Wednesday, April 22, 2009

Family and Time

Homework, bike ride, maybe walk downtown, dinner, bath, bed.

Calls out of town.

Here’s that picture of my Tin Man Legs. They are growing on me. I heard there is some kind of acid treatment that’ll give them a little seasoning.

Monday night’s casual ride at Munson was good. I saw a first time Munson rider do a superman over the bars. I never saw what he hit. He truly bit the dirt, sand was caked around his mouth like sugar from a Krispy Kreme Doughnut.

Friday, April 10, 2009

Tin Man Legs

Around each corner, I remember a different story, time seems measured by the happenings between events at Munson.

I think I still have an Neon Orange hammer head shirt.

We'll get to that corner when we can and you know I'll call you for help.

I agree the humps we put in are too big, the right idea but still to big.

The trees lining the trail do a good job but I am certainly open to other suggestions. Please post some new ideas, anyone, someone. How can we narrow the trail to it's original width and hold materials in place?

Except in a few circumstances I don't think rerouting the trail is a good idea. In another 20 years or sooner, we'd have the same problem and need to move the trail again and it would not likely get moved back to where it came from. Agree or disagree, let me know.

You've all probably seen the tin man legs on the directional signs at the Tall Pines Short Cut intersections. The McCues, me and the kids replace some of the fire damaged legs some months back. With the permission of the Forest Service I put those on to keep the fire off. At first I really disliked the look, on my last ride out though, I kind of started to like them. How about my camouflage efforts, kind of weak I know. What do ya'll think?

Thursday, April 2, 2009

A little history.

About 19 years ago Mike McCue, Joel Byrd, JB Ritter and I started work on the Munson Hills Trail. We spent about a year in those woods, wandering, mapping, riding, walking and designing. Many others helped along the way, including some folks at the US Forest Service. I remember John Cameron, Steve? and Ron Smith. I am sure there were more.

Check out the Challenge Cost - Share Agreement from 1991 and Design Narrative from 1990. Some interesting details come up. Mike McCue is listed as FOTL Club. We had a bridge in the plans for crossing Munson Slough. Joel Byrd wrote the complete Design Narrative, does anyone have a copy? What I have posted seems to be a reply to what Joel wrote. It does however refer to levels of difficulty and interpretive plans. There must have been a maintenance component.

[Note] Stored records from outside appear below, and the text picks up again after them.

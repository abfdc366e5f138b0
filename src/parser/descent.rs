use std::rc::Rc;

use super::ast::{Expr, Program, Stmt};
use crate::error::{Error, Result};
use crate::lexer::{Token, TokenKind};

/// Recursive-descent parser for Brook
///
/// One statement-level dispatcher plus one production function per operator
/// precedence tier, lowest binding first:
///
/// assignment → `||` → `&&` → equality → relational → additive →
/// multiplicative → unary → postfix chains → atoms
///
/// Each tier parses the next-tighter tier and then loops while its own
/// operators are present, which yields left associativity everywhere except
/// assignment and prefix unary (both right-associative by recursion).
pub struct Parser {
    tokens: Vec<Token>,
    current: usize,
}

impl Parser {
    /// Creates a new parser over a scanned token sequence
    pub fn new(tokens: Vec<Token>) -> Self {
        Parser { tokens, current: 0 }
    }

    /// Parses the tokens into a program AST
    pub fn parse(&mut self) -> Result<Program> {
        let mut body = Vec::new();

        while !self.is_at_end() {
            body.push(self.parse_statement()?);
        }

        Ok(Program { body })
    }

    // ---- statements ----

    fn parse_statement(&mut self) -> Result<Stmt> {
        match &self.peek().kind {
            TokenKind::Let => self.parse_variable_declaration(),
            TokenKind::If => self.parse_if_statement(),
            TokenKind::While => self.parse_while_statement(),
            TokenKind::For => self.parse_for_statement(),
            TokenKind::Function => self.parse_function_declaration(),
            TokenKind::Return => self.parse_return_statement(),
            TokenKind::Print => self.parse_print_statement(),
            TokenKind::Delimiter('{') => self.parse_block_statement(),
            _ => {
                let expr = self.parse_expression()?;
                self.expect_delimiter(';')?;
                Ok(Stmt::Expression(expr))
            }
        }
    }

    fn parse_variable_declaration(&mut self) -> Result<Stmt> {
        self.expect_keyword(TokenKind::Let, "'let'")?;
        let name = self.expect_identifier()?;
        self.expect_operator("=")?;
        let value = self.parse_expression()?;
        self.expect_delimiter(';')?;
        Ok(Stmt::VariableDeclaration { name, value })
    }

    fn parse_print_statement(&mut self) -> Result<Stmt> {
        self.expect_keyword(TokenKind::Print, "'print'")?;
        self.expect_delimiter('(')?;
        let argument = self.parse_expression()?;
        self.expect_delimiter(')')?;
        self.expect_delimiter(';')?;
        Ok(Stmt::Print(argument))
    }

    fn parse_function_declaration(&mut self) -> Result<Stmt> {
        self.expect_keyword(TokenKind::Function, "'function'")?;
        let name = self.expect_identifier()?;
        self.expect_delimiter('(')?;

        let mut params = Vec::new();
        if !self.check_delimiter(')') {
            loop {
                params.push(self.expect_identifier()?);
                if self.check_delimiter(',') {
                    self.advance();
                } else {
                    break;
                }
            }
        }
        self.expect_delimiter(')')?;

        let body = self.parse_block_body()?;
        Ok(Stmt::FunctionDeclaration {
            name,
            params,
            body: Rc::new(body),
        })
    }

    fn parse_return_statement(&mut self) -> Result<Stmt> {
        self.expect_keyword(TokenKind::Return, "'return'")?;
        let argument = self.parse_expression()?;
        self.expect_delimiter(';')?;
        Ok(Stmt::Return(argument))
    }

    fn parse_if_statement(&mut self) -> Result<Stmt> {
        self.expect_keyword(TokenKind::If, "'if'")?;
        self.expect_delimiter('(')?;
        let test = self.parse_expression()?;
        self.expect_delimiter(')')?;

        let consequent = Box::new(self.parse_statement()?);

        // Dangling else binds to the nearest unmatched if, by construction.
        let alternate = if matches!(self.peek().kind, TokenKind::Else) {
            self.advance();
            Some(Box::new(self.parse_statement()?))
        } else {
            None
        };

        Ok(Stmt::If {
            test,
            consequent,
            alternate,
        })
    }

    fn parse_while_statement(&mut self) -> Result<Stmt> {
        self.expect_keyword(TokenKind::While, "'while'")?;
        self.expect_delimiter('(')?;
        let test = self.parse_expression()?;
        self.expect_delimiter(')')?;
        let body = Box::new(self.parse_statement()?);
        Ok(Stmt::While { test, body })
    }

    fn parse_for_statement(&mut self) -> Result<Stmt> {
        self.expect_keyword(TokenKind::For, "'for'")?;
        self.expect_delimiter('(')?;

        // The initializer must be a `let` declaration; bare expressions and
        // empty initializers are grammar errors.
        if !matches!(self.peek().kind, TokenKind::Let) {
            return Err(self.expected("'let' declaration as for-loop initializer"));
        }
        let init = Box::new(self.parse_variable_declaration()?); // consumes its ';'

        let test = self.parse_expression()?;
        self.expect_delimiter(';')?;
        let update = self.parse_expression()?;
        self.expect_delimiter(')')?;
        let body = Box::new(self.parse_statement()?);

        Ok(Stmt::For {
            init,
            test,
            update,
            body,
        })
    }

    fn parse_block_statement(&mut self) -> Result<Stmt> {
        Ok(Stmt::Block(self.parse_block_body()?))
    }

    fn parse_block_body(&mut self) -> Result<Vec<Stmt>> {
        self.expect_delimiter('{')?;
        let mut body = Vec::new();
        while !self.check_delimiter('}') {
            if self.is_at_end() {
                return Err(self.expected("'}'"));
            }
            body.push(self.parse_statement()?);
        }
        self.expect_delimiter('}')?;
        Ok(body)
    }

    // ---- expressions, lowest precedence first ----

    fn parse_expression(&mut self) -> Result<Expr> {
        self.parse_assignment()
    }

    fn parse_assignment(&mut self) -> Result<Expr> {
        let left = self.parse_logical_or()?;

        if self.check_operator("=") {
            self.advance();
            let value = self.parse_assignment()?; // right-associative
            return Ok(Expr::Assignment {
                target: Box::new(left),
                value: Box::new(value),
            });
        }

        Ok(left)
    }

    fn parse_logical_or(&mut self) -> Result<Expr> {
        let mut left = self.parse_logical_and()?;
        while self.check_operator("||") {
            let op = self.advance_operator();
            let right = self.parse_logical_and()?;
            left = binary(op, left, right);
        }
        Ok(left)
    }

    fn parse_logical_and(&mut self) -> Result<Expr> {
        let mut left = self.parse_equality()?;
        while self.check_operator("&&") {
            let op = self.advance_operator();
            let right = self.parse_equality()?;
            left = binary(op, left, right);
        }
        Ok(left)
    }

    fn parse_equality(&mut self) -> Result<Expr> {
        let mut left = self.parse_relational()?;
        while self.check_operator("==") || self.check_operator("!=") {
            let op = self.advance_operator();
            let right = self.parse_relational()?;
            left = binary(op, left, right);
        }
        Ok(left)
    }

    fn parse_relational(&mut self) -> Result<Expr> {
        let mut left = self.parse_additive()?;
        while ["<", ">", "<=", ">="].iter().any(|op| self.check_operator(op)) {
            let op = self.advance_operator();
            let right = self.parse_additive()?;
            left = binary(op, left, right);
        }
        Ok(left)
    }

    fn parse_additive(&mut self) -> Result<Expr> {
        let mut left = self.parse_multiplicative()?;
        while self.check_operator("+") || self.check_operator("-") {
            let op = self.advance_operator();
            let right = self.parse_multiplicative()?;
            left = binary(op, left, right);
        }
        Ok(left)
    }

    fn parse_multiplicative(&mut self) -> Result<Expr> {
        let mut left = self.parse_unary()?;
        while self.check_operator("*") || self.check_operator("/") {
            let op = self.advance_operator();
            let right = self.parse_unary()?;
            left = binary(op, left, right);
        }
        Ok(left)
    }

    fn parse_unary(&mut self) -> Result<Expr> {
        if self.check_operator("-") || self.check_operator("!") {
            let op = self.advance_operator();
            let operand = self.parse_unary()?; // prefix, right-associative
            return Ok(Expr::Unary {
                op,
                operand: Box::new(operand),
            });
        }
        self.parse_postfix()
    }

    /// Postfix chains: calls, computed indexing, and dotted members are all
    /// left-associative and chainable in any order (`a.b[0](x).c`).
    fn parse_postfix(&mut self) -> Result<Expr> {
        let mut expr = self.parse_atom()?;

        loop {
            match self.peek().kind {
                TokenKind::Delimiter('(') => expr = self.parse_call(expr)?,
                TokenKind::Delimiter('[') => {
                    self.advance();
                    let property = self.parse_expression()?;
                    self.expect_delimiter(']')?;
                    expr = Expr::Member {
                        object: Box::new(expr),
                        property: Box::new(property),
                        computed: true,
                    };
                }
                TokenKind::Delimiter('.') => {
                    self.advance();
                    let name = self.expect_identifier()?;
                    expr = Expr::Member {
                        object: Box::new(expr),
                        property: Box::new(Expr::Identifier(name)),
                        computed: false,
                    };
                }
                _ => break,
            }
        }

        Ok(expr)
    }

    fn parse_call(&mut self, callee: Expr) -> Result<Expr> {
        self.expect_delimiter('(')?;
        let mut args = Vec::new();
        if !self.check_delimiter(')') {
            loop {
                args.push(self.parse_expression()?);
                if self.check_delimiter(',') {
                    self.advance();
                } else {
                    break;
                }
            }
        }
        self.expect_delimiter(')')?;
        Ok(Expr::Call {
            callee: Box::new(callee),
            args,
        })
    }

    fn parse_atom(&mut self) -> Result<Expr> {
        match self.peek().kind.clone() {
            TokenKind::Number(n) => {
                self.advance();
                Ok(Expr::Number(n))
            }
            TokenKind::Str(s) => {
                self.advance();
                Ok(Expr::Str(s))
            }
            TokenKind::True => {
                self.advance();
                Ok(Expr::Bool(true))
            }
            TokenKind::False => {
                self.advance();
                Ok(Expr::Bool(false))
            }
            TokenKind::Identifier(name) => {
                self.advance();
                Ok(Expr::Identifier(name))
            }
            TokenKind::Delimiter('(') => {
                self.advance();
                let expr = self.parse_expression()?;
                self.expect_delimiter(')')?;
                Ok(expr)
            }
            TokenKind::Delimiter('[') => self.parse_array_literal(),
            TokenKind::Delimiter('{') => self.parse_object_literal(),
            _ => Err(self.expected("an expression")),
        }
    }

    fn parse_array_literal(&mut self) -> Result<Expr> {
        self.expect_delimiter('[')?;
        let mut elements = Vec::new();
        if !self.check_delimiter(']') {
            loop {
                elements.push(self.parse_expression()?);
                if self.check_delimiter(',') {
                    self.advance();
                } else {
                    break;
                }
            }
        }
        self.expect_delimiter(']')?;
        Ok(Expr::Array(elements))
    }

    fn parse_object_literal(&mut self) -> Result<Expr> {
        self.expect_delimiter('{')?;
        let mut properties = Vec::new();
        if !self.check_delimiter('}') {
            loop {
                // Keys are bare identifiers only; no string or computed keys.
                let key = self.expect_identifier()?;
                self.expect_delimiter(':')?;
                let value = self.parse_expression()?;
                properties.push((key, value));
                if self.check_delimiter(',') {
                    self.advance();
                } else {
                    break;
                }
            }
        }
        self.expect_delimiter('}')?;
        Ok(Expr::Object(properties))
    }

    // ---- token helpers ----

    fn is_at_end(&self) -> bool {
        matches!(self.peek().kind, TokenKind::Eof)
    }

    fn peek(&self) -> &Token {
        &self.tokens[self.current]
    }

    fn advance(&mut self) -> Token {
        let token = self.tokens[self.current].clone();
        if !self.is_at_end() {
            self.current += 1;
        }
        token
    }

    /// Consumes the current operator token and returns its text.
    ///
    /// Callers check the kind first, so the fallback only guards against
    /// misuse inside this module.
    fn advance_operator(&mut self) -> String {
        match self.advance().kind {
            TokenKind::Operator(op) => op,
            other => other.to_string(),
        }
    }

    fn check_delimiter(&self, d: char) -> bool {
        matches!(self.peek().kind, TokenKind::Delimiter(c) if c == d)
    }

    fn check_operator(&self, op: &str) -> bool {
        matches!(&self.peek().kind, TokenKind::Operator(o) if o == op)
    }

    fn expect_delimiter(&mut self, d: char) -> Result<Token> {
        if self.check_delimiter(d) {
            Ok(self.advance())
        } else {
            Err(self.expected(&format!("'{}'", d)))
        }
    }

    fn expect_operator(&mut self, op: &str) -> Result<Token> {
        if self.check_operator(op) {
            Ok(self.advance())
        } else {
            Err(self.expected(&format!("'{}'", op)))
        }
    }

    fn expect_keyword(&mut self, kind: TokenKind, name: &str) -> Result<Token> {
        if self.peek().kind == kind {
            Ok(self.advance())
        } else {
            Err(self.expected(name))
        }
    }

    fn expect_identifier(&mut self) -> Result<String> {
        match self.peek().kind.clone() {
            TokenKind::Identifier(name) => {
                self.advance();
                Ok(name)
            }
            _ => Err(self.expected("an identifier")),
        }
    }

    fn expected(&self, expected: &str) -> Error {
        let token = self.peek();
        Error::UnexpectedToken {
            expected: expected.to_string(),
            got: token.kind.to_string(),
            line: token.line,
            column: token.column,
        }
    }
}

fn binary(op: String, left: Expr, right: Expr) -> Expr {
    Expr::Binary {
        op,
        left: Box::new(left),
        right: Box::new(right),
    }
}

Our intention, as I remember it, was to get more people in the woods and on bikes. I knew we reached that goal the day I saw a dad, on an old road with a baby seat and baby, riding along the trail. He stopped to lift the bike over a log, I caught up, he looked over smiled and said how cool he thought the trail was. It felt good to see someone enjoying what I had helped create. It was not uncommon to see beach cruisers, BMX bikes and old road bikes on the trail, mountain bikes had just began to catch on. All kinds of riders were discovering the trail.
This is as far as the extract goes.